Personal information
- Full name: Herbert Rollins
- Born: 29 December 1899 Dublin, Ireland
- Died: 17 June 1921 (aged 21) Dublin, Ireland
- Batting: Right-handed

Domestic team information
- 1920: Ireland

Career statistics
| Competition | First-class |
| Matches | 1 |
| Runs scored | 11 |
| Batting average | 5.50 |
| 100s/50s | –/– |
| Top score | 8 |
| Balls bowled | 0 |
| Wickets | – |
| Bowling average | – |
| 5 wickets in innings | – |
| 10 wickets in match | – |
| Best bowling | – |
| Catches/stumpings | 1/– |
- Source: Cricinfo, 7 November 2018

= Herbert Rollins =

Irish cricketer

Herbert Rollins (29 December 1899 - 17 June 1921) was an Irish first-class cricketer.
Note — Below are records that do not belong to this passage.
use std::future::Future;

use pdexp_common::error::Result;

/// Hard upper bound on records walked by one paginated loop.
pub const CEILING: u64 = 10_000;

/// Pagination fields echoed by a list endpoint.
#[derive(Debug, Clone, Copy, PartialEq, Eq, Default)]
pub struct PagingState {
    pub offset: u64,
    pub limit: u64,
    pub more: bool,
}

/// One page of a list response.
#[derive(Debug, Clone)]
pub struct Page<T> {
    pub items: Vec<T>,
    pub state: PagingState,
}

/// Stop predicate for paginated fetch loops.
///
/// `more` alone is never trusted: a loop also stops once the next page would
/// cross the ceiling.
#[derive(Debug, Clone, Copy, PartialEq, Eq)]
pub struct PagingGuard {
    ceiling: u64,
}

impl PagingGuard {
    pub fn new() -> Self {
        Self { ceiling: CEILING }
    }

    /// Guard with a tighter bound, capped at [`CEILING`].
    pub fn with_ceiling(ceiling: u64) -> Self {
        Self {
            ceiling: ceiling.min(CEILING),
        }
    }

    pub fn ceiling(&self) -> u64 {
        self.ceiling
    }

    pub fn should_stop(&self, state: &PagingState) -> bool {
        !state.more || state.offset.saturating_add(state.limit) > self.ceiling
    }
}

impl Default for PagingGuard {
    fn default() -> Self {
        Self::new()
    }
}

pub fn should_stop(state: &PagingState) -> bool {
    PagingGuard::new().should_stop(state)
}

/// Walks a list endpoint page by page until the guard says stop.
///
/// `fetch` receives `(offset, limit)`. The offset advances by the echoed
/// limit, or by `page_size` when the endpoint echoes 0.
pub async fn fetch_all<T, F, Fut>(guard: PagingGuard, page_size: u64, mut fetch: F) -> Result<Vec<T>>
where
    F: FnMut(u64, u64) -> Fut,
    Fut: Future<Output = Result<Page<T>>>,
{
    let mut items = Vec::new();
    let mut offset = 0_u64;

    loop {
        let page = fetch(offset, page_size).await?;
        items.extend(page.items);

        let limit = if page.state.limit == 0 {
            page_size
        } else {
            page.state.limit
        };
        let state = PagingState {
            offset,
            limit,
            more: page.state.more,
        };
        if guard.should_stop(&state) {
            break;
        }
        offset += limit;
    }

    Ok(items)
}
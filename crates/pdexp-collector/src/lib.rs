pub mod collector;
pub mod emitter;
pub mod exporter;
pub mod paging;
pub mod processor;
pub mod sinks;
pub mod stats;

pub use collector::{Collector, CollectorDescriptor, CollectorOptions, CollectorState};
pub use emitter::Emitter;
pub use exporter::{CollectorDirectory, Exporter};
pub use paging::{CEILING, Page, PagingGuard, PagingState, fetch_all, should_stop};
pub use processor::{CollectContext, Processor};
pub use sinks::{ResetGroup, Sink, SinkRegistrar, SinkSet};
pub use stats::StatsProcessor;
impl Collector {
    /// Builds the collector and runs the processor's `setup`.
    pub fn new(
        descriptor: CollectorDescriptor,
        mut processor: Box<dyn Processor>,
        registry: Arc<MetricsRegistry>,
        options: CollectorOptions,
    ) -> Result<Self> {
        if descriptor.interval().is_zero() {
            return Err(PdexpError::InvalidArgument(format!(
                "collector {} is disabled and cannot be scheduled",
                descriptor.name()
            )));
        }

        let mut sinks = SinkSet::new();
        processor.setup(&mut SinkRegistrar::new(&registry, &mut sinks))?;

        Ok(Self {
            descriptor: Arc::new(descriptor),
            processor,
            sinks,
            registry,
            options,
        })
    }

    pub fn descriptor(&self) -> Arc<CollectorDescriptor> {
        self.descriptor.clone()
    }

    pub fn name(&self) -> &str {
        self.descriptor.name()
    }

    /// Fixed-delay loop: the first cycle starts immediately, the next one
    /// `interval` after the previous one finished.
    ///
    /// Returns `Ok` on cancellation, and an error once failures exceed the
    /// threshold or a programming error shows up.
    pub async fn run(self, cancel: CancellationToken) -> Result<()> {
        info!(
            collector = %self.name(),
            interval = ?self.descriptor.interval(),
            "starting collector"
        );

        loop {
            if cancel.is_cancelled() {
                break;
            }

            match self.run_cycle(&cancel).await {
                Ok(elapsed) => {
                    info!(collector = %self.name(), duration = ?elapsed, "collection finished");
                    self.descriptor.set_state(CollectorState::Idle);
                }
                Err(PdexpError::Cancelled(_)) if cancel.is_cancelled() => break,
                Err(err) if err.is_fatal() => {
                    error!(collector = %self.name(), error = %err, "collector stopped");
                    return Err(err);
                }
                Err(err) => {
                    let failures = self.descriptor.consecutive_failures();
                    warn!(
                        collector = %self.name(),
                        failures,
                        error = %err,
                        "collection failed"
                    );
                    if failures > self.options.error_threshold {
                        let err = PdexpError::ThresholdExceeded {
                            collector: self.name().to_string(),
                            failures,
                            threshold: self.options.error_threshold,
                        };
                        error!(collector = %self.name(), error = %err, "collector stopped");
                        return Err(err);
                    }
                    self.descriptor.set_state(CollectorState::Idle);
                }
            }

            tokio::select! {
                _ = cancel.cancelled() => break,
                _ = tokio::time::sleep(self.descriptor.interval()) => {}
            }
        }

        debug!(collector = %self.name(), "collector cancelled");
        Ok(())
    }

    /// One collect-then-publish pass.
    ///
    /// Sinks are only touched when `collect` returned `Ok` and every
    /// observation matches its sink; otherwise the previous pass stays
    /// visible.
    pub async fn run_cycle(&self, cancel: &CancellationToken) -> Result<Duration> {
        self.descriptor.set_state(CollectorState::Running);
        let started = Instant::now();
        let started_at = now();

        let ctx = CollectContext {
            collector: self.name().to_string(),
            cancel: cancel.child_token(),
            last_success: self.descriptor.last_success(),
        };
        let (emitter, mut rx) = Emitter::channel(OBSERVATION_BUFFER);

        let produce = async {
            let guarded = AssertUnwindSafe(self.processor.collect(&ctx, emitter)).catch_unwind();
            let outcome = tokio::select! {
                _ = cancel.cancelled() => return Err(PdexpError::Cancelled(self.name().to_string())),
                outcome = with_timeout(self.options.timeout, guarded) => outcome,
            };

            match outcome {
                Some(Ok(result)) => result,
                Some(Err(payload)) => Err(PdexpError::Panicked {
                    collector: self.name().to_string(),
                    message: panic_message(payload.as_ref()),
                }),
                None => Err(PdexpError::Timeout {
                    collector: self.name().to_string(),
                    after: self.options.timeout.unwrap_or_default(),
                }),
            }
        };
        let drain = async {
            let mut observations = Vec::new();
            while let Some(observation) = rx.recv().await {
                observations.push(observation);
            }
            observations
        };

        let (outcome, observations) = tokio::join!(produce, drain);
        if let Err(err) = outcome {
            if matches!(err, PdexpError::Cancelled(_)) {
                self.descriptor.set_state(CollectorState::Failed);
            } else {
                self.descriptor.record_failure();
            }
            return Err(err);
        }

        let count = observations.len();
        self.publish(observations)?;

        let elapsed = started.elapsed();
        self.descriptor.record_success(elapsed, started_at);
        debug!(collector = %self.name(), observations = count, "published collection");
        Ok(elapsed)
    }

    fn publish(&self, observations: Vec<MetricObservation>) -> Result<()> {
        self.sinks.validate(&observations)?;

        let _published = self.registry.publish();
        self.processor.reset();
        self.sinks.apply(observations)
    }
}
Rollins was born at Dublin in December 1899, where he was educated at St. Andrew's College. He went up to Trinity College, Dublin in 1917, but left the following year to join the newly formed Royal Air Force in the latter stages of World War I. He returned to Trinity College after the war, becoming a member of the Dublin University Cricket Club. He made one appearance in first-class cricket for Ireland against Scotland at Edinburgh in 1920. Opening the batting in both of Ireland's innings, he scored 3 runs in their first-innings, before being dismissed by Thomas Watt, while in their second-innings he was dismissed by the same bowler for 8 runs. In just over two seasons playing club cricket for Dublin University, he was able to amass over 1,500 runs. He fell ill with meningitis mid-way through the 1921 cricket season, and died in June of that year from the disease. A scorebox stood in his honour in College Park until it was destroyed by fire in 1963.